## [EXERCISE]
What this exercise calls for is an exact copy of the data.

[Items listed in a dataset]
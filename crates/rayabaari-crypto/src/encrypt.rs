use aes_gcm::{
    Aes256Gcm, Key, Nonce,
    aead::{Aead, KeyInit, OsRng, rand_core::RngCore},
};
use anyhow::{Result, anyhow};

pub const NONCE_LEN: usize = 12;

/// Encrypt a plaintext with AES-256-GCM.
/// Returns nonce followed by ciphertext and tag.
pub fn seal(key: &[u8; 32], plaintext: &[u8]) -> Result<Vec<u8>> {
    let cipher = Aes256Gcm::new(Key::<Aes256Gcm>::from_slice(key));

    let mut nonce_bytes = [0u8; NONCE_LEN];
    OsRng.fill_bytes(&mut nonce_bytes);
    let nonce = Nonce::from_slice(&nonce_bytes);

    let ciphertext = cipher
        .encrypt(nonce, plaintext)
        .map_err(|e| anyhow!("Encryption failed: {}", e))?;

    let mut out = Vec::with_capacity(NONCE_LEN + ciphertext.len());
    out.extend_from_slice(&nonce_bytes);
    out.extend_from_slice(&ciphertext);
    Ok(out)
}

/// Decrypt a `nonce || ciphertext` payload produced by [`seal`].
pub fn open(key: &[u8; 32], sealed: &[u8]) -> Result<Vec<u8>> {
    if sealed.len() <= NONCE_LEN {
        return Err(anyhow!("Ciphertext too short"));
    }
    let (nonce_bytes, ciphertext) = sealed.split_at(NONCE_LEN);

    let cipher = Aes256Gcm::new(Key::<Aes256Gcm>::from_slice(key));
    let nonce = Nonce::from_slice(nonce_bytes);

    let plaintext = cipher
        .decrypt(nonce, ciphertext)
        .map_err(|e| anyhow!("Decryption failed: {}", e))?;

    Ok(plaintext)
}

#[cfg(test)]
mod tests {
    use super::*;
    use crate::keys::generate_key;

    #[test]
    fn seal_open_roundtrip() {
        let key = generate_key();
        let message = b"Hello from Rayabaari!";

        let sealed = seal(&key, message).unwrap();
        assert_ne!(&sealed[NONCE_LEN..], message);

        assert_eq!(open(&key, &sealed).unwrap(), message);
    }

    #[test]
    fn wrong_key_fails() {
        let sealed = seal(&generate_key(), b"Secret message").unwrap();
        assert!(open(&generate_key(), &sealed).is_err());
    }

    #[test]
    fn truncated_payload_fails() {
        assert!(open(&generate_key(), &[0u8; NONCE_LEN]).is_err());
    }
}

## [SOLUTION BELOW]
filename crates/rayabaari-crypto/src/encrypt.rs
use aes_gcm::{
    Aes256Gcm, Key, Nonce,
    aead::{Aead, KeyInit, OsRng, rand_core::RngCore},
};
use anyhow::{Result, anyhow};

pub const NONCE_LEN: usize = 12;

/// Encrypt a plaintext with AES-256-GCM.
/// Returns nonce followed by ciphertext and tag.
pub fn seal(key: &[u8; 32], plaintext: &[u8]) -> Result<Vec<u8>> {
    let cipher = Aes256Gcm::new(Key::<Aes256Gcm>::from_slice(key));

    let mut nonce_bytes = [0u8; NONCE_LEN];
    OsRng.fill_bytes(&mut nonce_bytes);
    let nonce = Nonce::from_slice(&nonce_bytes);

    let ciphertext = cipher
        .encrypt(nonce, plaintext)
        .map_err(|e| anyhow!("Encryption failed: {}", e))?;

    let mut out = Vec::with_capacity(NONCE_LEN + ciphertext.len());
    out.extend_from_slice(&nonce_bytes);
    out.extend_from_slice(&ciphertext);
    Ok(out)
}

/// Decrypt a `nonce || ciphertext` payload produced by [`seal`].
pub fn open(key: &[u8; 32], sealed: &[u8]) -> Result<Vec<u8>> {
    if sealed.len() <= NONCE_LEN {
        return Err(anyhow!("Ciphertext too short"));
    }
    let (nonce_bytes, ciphertext) = sealed.split_at(NONCE_LEN);

    let cipher = Aes256Gcm::new(Key::<Aes256Gcm>::from_slice(key));
    let nonce = Nonce::from_slice(nonce_bytes);

    let plaintext = cipher
        .decrypt(nonce, ciphertext)
        .map_err(|e| anyhow!("Decryption failed: {}", e))?;

    Ok(plaintext)
}

#[cfg(test)]
mod tests {
    use super::*;
    use crate::keys::generate_key;

    #[test]
    fn seal_open_roundtrip() {
        let key = generate_key();
        let message = b"Hello from Rayabaari!";

        let sealed = seal(&key, message).unwrap();
        assert_ne!(&sealed[NONCE_LEN..], message);

        assert_eq!(open(&key, &sealed).unwrap(), message);
    }

    #[test]
    fn wrong_key_fails() {
        let sealed = seal(&generate_key(), b"Secret message").unwrap();
        assert!(open(&generate_key(), &sealed).is_err());
    }

    #[test]
    fn truncated_payload_fails() {
        assert!(open(&generate_key(), &[0u8; NONCE_LEN]).is_err());
    }
}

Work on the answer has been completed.